• [The problem]:
Please report the number of lines in the entries below that contain "StaticTable", with nothing added.

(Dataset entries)
※
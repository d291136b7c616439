//! In-process metrics for provider queues.

use std::sync::atomic::{AtomicI64, AtomicU64, Ordering};

use serde::Serialize;

/// Thread-safe atomic counter.
#[derive(Debug, Default)]
pub struct Counter {
    value: AtomicU64,
}

impl Counter {
    pub fn new() -> Self {
        Self::default()
    }

    pub fn inc(&self) {
        self.value.fetch_add(1, Ordering::Relaxed);
    }

    pub fn add(&self, n: u64) {
        self.value.fetch_add(n, Ordering::Relaxed);
    }

    pub fn get(&self) -> u64 {
        self.value.load(Ordering::Relaxed)
    }
}

/// Thread-safe atomic gauge.
#[derive(Debug, Default)]
pub struct Gauge {
    value: AtomicI64,
}

impl Gauge {
    pub fn new() -> Self {
        Self::default()
    }

    pub fn set(&self, value: i64) {
        self.value.store(value, Ordering::Relaxed);
    }

    pub fn inc(&self) {
        self.value.fetch_add(1, Ordering::Relaxed);
    }

    pub fn dec(&self) {
        self.value.fetch_sub(1, Ordering::Relaxed);
    }

    pub fn get(&self) -> i64 {
        self.value.load(Ordering::Relaxed)
    }
}

/// Simple histogram using fixed buckets.
#[derive(Debug)]
pub struct Histogram {
    buckets: Vec<AtomicU64>,
    bucket_bounds: Vec<f64>,
    sum: AtomicU64,
    count: AtomicU64,
}

impl Histogram {
    pub fn new(bucket_bounds: Vec<f64>) -> Self {
        let buckets = (0..=bucket_bounds.len())
            .map(|_| AtomicU64::new(0))
            .collect();
        Self {
            buckets,
            bucket_bounds,
            sum: AtomicU64::new(0),
            count: AtomicU64::new(0),
        }
    }

    /// Buckets sized for LLM round trips, which routinely take seconds.
    pub fn default_latency() -> Self {
        Self::new(vec![
            50.0, 100.0, 250.0, 500.0, 1000.0, 2500.0, 5000.0, 10000.0, 30000.0, 60000.0,
        ])
    }

    pub fn observe(&self, value: f64) {
        let bucket_idx = self
            .bucket_bounds
            .iter()
            .position(|&bound| value <= bound)
            .unwrap_or(self.bucket_bounds.len());

        self.buckets[bucket_idx].fetch_add(1, Ordering::Relaxed);
        // Stored scaled by 1000 to keep sub-millisecond precision.
        self.sum
            .fetch_add((value * 1000.0) as u64, Ordering::Relaxed);
        self.count.fetch_add(1, Ordering::Relaxed);
    }

    pub fn count(&self) -> u64 {
        self.count.load(Ordering::Relaxed)
    }

    pub fn sum_ms(&self) -> f64 {
        self.sum.load(Ordering::Relaxed) as f64 / 1000.0
    }

    pub fn bucket_counts(&self) -> Vec<u64> {
        self.buckets
            .iter()
            .map(|b| b.load(Ordering::Relaxed))
            .collect()
    }

    pub fn mean(&self) -> f64 {
        let count = self.count();
        if count == 0 {
            0.0
        } else {
            self.sum_ms() / count as f64
        }
    }
}

impl Default for Histogram {
    fn default() -> Self {
        Self::default_latency()
    }
}

/// Counters kept by each provider queue.
#[derive(Debug, Default)]
pub struct QueueMetrics {
    pub requests_total: Counter,
    pub requests_success: Counter,
    pub requests_error: Counter,
    pub rate_limit_hits: Counter,
    pub retries: Counter,
    pub tokens_input: Counter,
    pub tokens_output: Counter,
    pub cost_total_micros: Counter,
    pub in_flight: Gauge,
    pub call_latency_ms: Histogram,
}

impl QueueMetrics {
    pub fn new() -> Self {
        Self::default()
    }

    pub fn record_request(&self) {
        self.requests_total.inc();
    }

    pub fn record_call_start(&self) {
        self.in_flight.inc();
    }

    pub fn record_call_end(&self, latency_ms: f64) {
        self.in_flight.dec();
        self.call_latency_ms.observe(latency_ms);
    }

    pub fn record_success(&self, input_tokens: u64, output_tokens: u64, cost_usd: f64) {
        self.requests_success.inc();
        self.tokens_input.add(input_tokens);
        self.tokens_output.add(output_tokens);
        self.cost_total_micros
            .add((cost_usd.max(0.0) * 1_000_000.0) as u64);
    }

    pub fn record_failure(&self) {
        self.requests_error.inc();
    }

    pub fn record_rate_limit(&self) {
        self.rate_limit_hits.inc();
    }

    pub fn record_retry(&self) {
        self.retries.inc();
    }

    pub fn total_cost_usd(&self) -> f64 {
        self.cost_total_micros.get() as f64 / 1_000_000.0
    }

    pub fn summary(&self) -> QueueMetricsSummary {
        QueueMetricsSummary::from_metrics(self)
    }
}

/// Point-in-time snapshot of [`QueueMetrics`].
#[derive(Debug, Clone, Default, PartialEq, Serialize)]
pub struct QueueMetricsSummary {
    pub total_requests: u64,
    pub successful_requests: u64,
    pub failed_requests: u64,
    pub rate_limit_hits: u64,
    pub retries: u64,
    pub total_input_tokens: u64,
    pub total_output_tokens: u64,
    pub total_cost_usd: f64,
    pub in_flight: i64,
    pub avg_latency_ms: f64,
}

impl QueueMetricsSummary {
    pub fn from_metrics(metrics: &QueueMetrics) -> Self {
        Self {
            total_requests: metrics.requests_total.get(),
            successful_requests: metrics.requests_success.get(),
            failed_requests: metrics.requests_error.get(),
            rate_limit_hits: metrics.rate_limit_hits.get(),
            retries: metrics.retries.get(),
            total_input_tokens: metrics.tokens_input.get(),
            total_output_tokens: metrics.tokens_output.get(),
            total_cost_usd: metrics.total_cost_usd(),
            in_flight: metrics.in_flight.get(),
            avg_latency_ms: metrics.call_latency_ms.mean(),
        }
    }
}
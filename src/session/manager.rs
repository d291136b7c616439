//! Liveness tracking for simulation sessions.

use std::time::Duration;

use dashmap::DashMap;
use tokio::time::Instant;

pub const DEFAULT_STALE_TIMEOUT: Duration = Duration::from_secs(60);

/// Bookkeeping for one logical caller.
#[derive(Debug, Clone, PartialEq, Eq)]
pub struct GameSession {
    pub id: String,
    pub created_at: Instant,
    pub last_heartbeat: Instant,
    pub last_request_time: Option<Instant>,
    pub request_count: u64,
}

impl GameSession {
    fn new(id: String) -> Self {
        let now = Instant::now();
        Self {
            id,
            created_at: now,
            last_heartbeat: now,
            last_request_time: None,
            request_count: 0,
        }
    }

    pub fn is_active(&self, stale_timeout: Duration) -> bool {
        self.last_heartbeat.elapsed() < stale_timeout
    }

    pub fn age(&self) -> Duration {
        self.created_at.elapsed()
    }
}

#[derive(Debug, Clone, PartialEq)]
pub struct SessionStats {
    pub total_sessions: usize,
    pub active_sessions: usize,
    pub average_requests_per_session: f64,
    pub oldest_session_age: Duration,
}

/// Registry of live sessions.
///
/// Sessions that stop heartbeating are not reaped by a timer; they simply
/// stop counting as active once `stale_timeout` has passed. Call
/// [`prune_stale`](Self::prune_stale) to drop their records.
#[derive(Debug)]
pub struct GameSessionManager {
    sessions: DashMap<String, GameSession>,
    stale_timeout: Duration,
}

impl GameSessionManager {
    pub fn new(stale_timeout: Duration) -> Self {
        Self {
            sessions: DashMap::new(),
            stale_timeout,
        }
    }

    pub fn stale_timeout(&self) -> Duration {
        self.stale_timeout
    }

    /// Creates a record for `id` unless one exists.
    pub fn register_session(&self, id: impl Into<String>) {
        let id = id.into();
        self.sessions.entry(id.clone()).or_insert_with(|| {
            tracing::info!(session_id = %id, "session registered");
            GameSession::new(id.clone())
        });
    }

    pub fn unregister_session(&self, id: &str) -> Option<GameSession> {
        self.sessions.remove(id).map(|(_, session)| session)
    }

    pub fn heartbeat(&self, id: &str) {
        if let Some(mut session) = self.sessions.get_mut(id) {
            session.last_heartbeat = Instant::now();
        }
    }

    /// Marks a request sent by `id`. A request also counts as a heartbeat.
    pub fn record_request(&self, id: &str) {
        if let Some(mut session) = self.sessions.get_mut(id) {
            let now = Instant::now();
            session.last_request_time = Some(now);
            session.last_heartbeat = now;
            session.request_count += 1;
        } else {
            tracing::debug!(session_id = %id, "request recorded for unknown session");
        }
    }

    pub fn session(&self, id: &str) -> Option<GameSession> {
        self.sessions.get(id).map(|s| s.clone())
    }

    pub fn is_active(&self, id: &str) -> bool {
        self.sessions
            .get(id)
            .is_some_and(|s| s.is_active(self.stale_timeout))
    }

    pub fn active_session_count(&self) -> usize {
        self.sessions
            .iter()
            .filter(|s| s.is_active(self.stale_timeout))
            .count()
    }

    pub fn active_session_ids(&self) -> Vec<String> {
        self.sessions
            .iter()
            .filter(|s| s.is_active(self.stale_timeout))
            .map(|s| s.key().clone())
            .collect()
    }

    /// Drops every stale record, returning how many were removed.
    pub fn prune_stale(&self) -> usize {
        let before = self.sessions.len();
        self.sessions
            .retain(|_, session| session.is_active(self.stale_timeout));
        let removed = before - self.sessions.len();
        if removed > 0 {
            tracing::debug!(removed, "pruned stale sessions");
        }
        removed
    }

    pub fn stats(&self) -> SessionStats {
        let total_sessions = self.sessions.len();
        let mut active_sessions = 0;
        let mut total_requests = 0u64;
        let mut oldest_session_age = Duration::ZERO;

        for session in self.sessions.iter() {
            if session.is_active(self.stale_timeout) {
                active_sessions += 1;
            }
            total_requests += session.request_count;
            oldest_session_age = oldest_session_age.max(session.age());
        }

        let average_requests_per_session = if total_sessions == 0 {
            0.0
        } else {
            total_requests as f64 / total_sessions as f64
        };

        SessionStats {
            total_sessions,
            active_sessions,
            average_requests_per_session,
            oldest_session_age,
        }
    }
}

impl Default for GameSessionManager {
    fn default() -> Self {
        Self::new(DEFAULT_STALE_TIMEOUT)
    }
}
impl FrameCache {
    fn occupancy(&self) -> usize {
        [
            &self.all_buildings,
            &self.all_agents,
            &self.storage_buildings,
        ]
        .iter()
        .filter(|slot| slot.is_some())
        .count()
            + self.buildings_by_type.len()
    }
}

type StaticTable = Arc<dyn Any + Send + Sync>;

/// Four-tier cache of world-derived data consumed by prompt builders.
///
/// | Tier | Contents | Cleared by |
/// |---|---|---|
/// | static | lookup tables | [`clear_all`](Self::clear_all) only |
/// | village | aggregate tallies | `building:complete` / `building:destroyed` |
/// | frame | raw world queries | [`start_frame`](Self::start_frame) with a new tick |
/// | spatial | per-sector harmony | tick TTL or [`invalidate_aerial_harmony_at`](Self::invalidate_aerial_harmony_at) |
///
/// Owned by the simulation root; call [`initialize`](Self::initialize) once
/// an event bus exists and [`dispose`](Self::dispose) on shutdown.
pub struct PromptCacheManager {
    config: PromptCacheConfig,
    world: Arc<dyn WorldQuery>,
    static_tables: RwLock<HashMap<String, StaticTable>>,
    village: Arc<Mutex<VillageAggregates>>,
    frame: Mutex<FrameCache>,
    harmony: Mutex<HashMap<Sector, CacheEntry<AerialHarmony>>>,
    subscriptions: Mutex<Vec<Unsubscribe>>,
    hits: Counter,
    misses: Counter,
}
※
• [Exercise output]:
2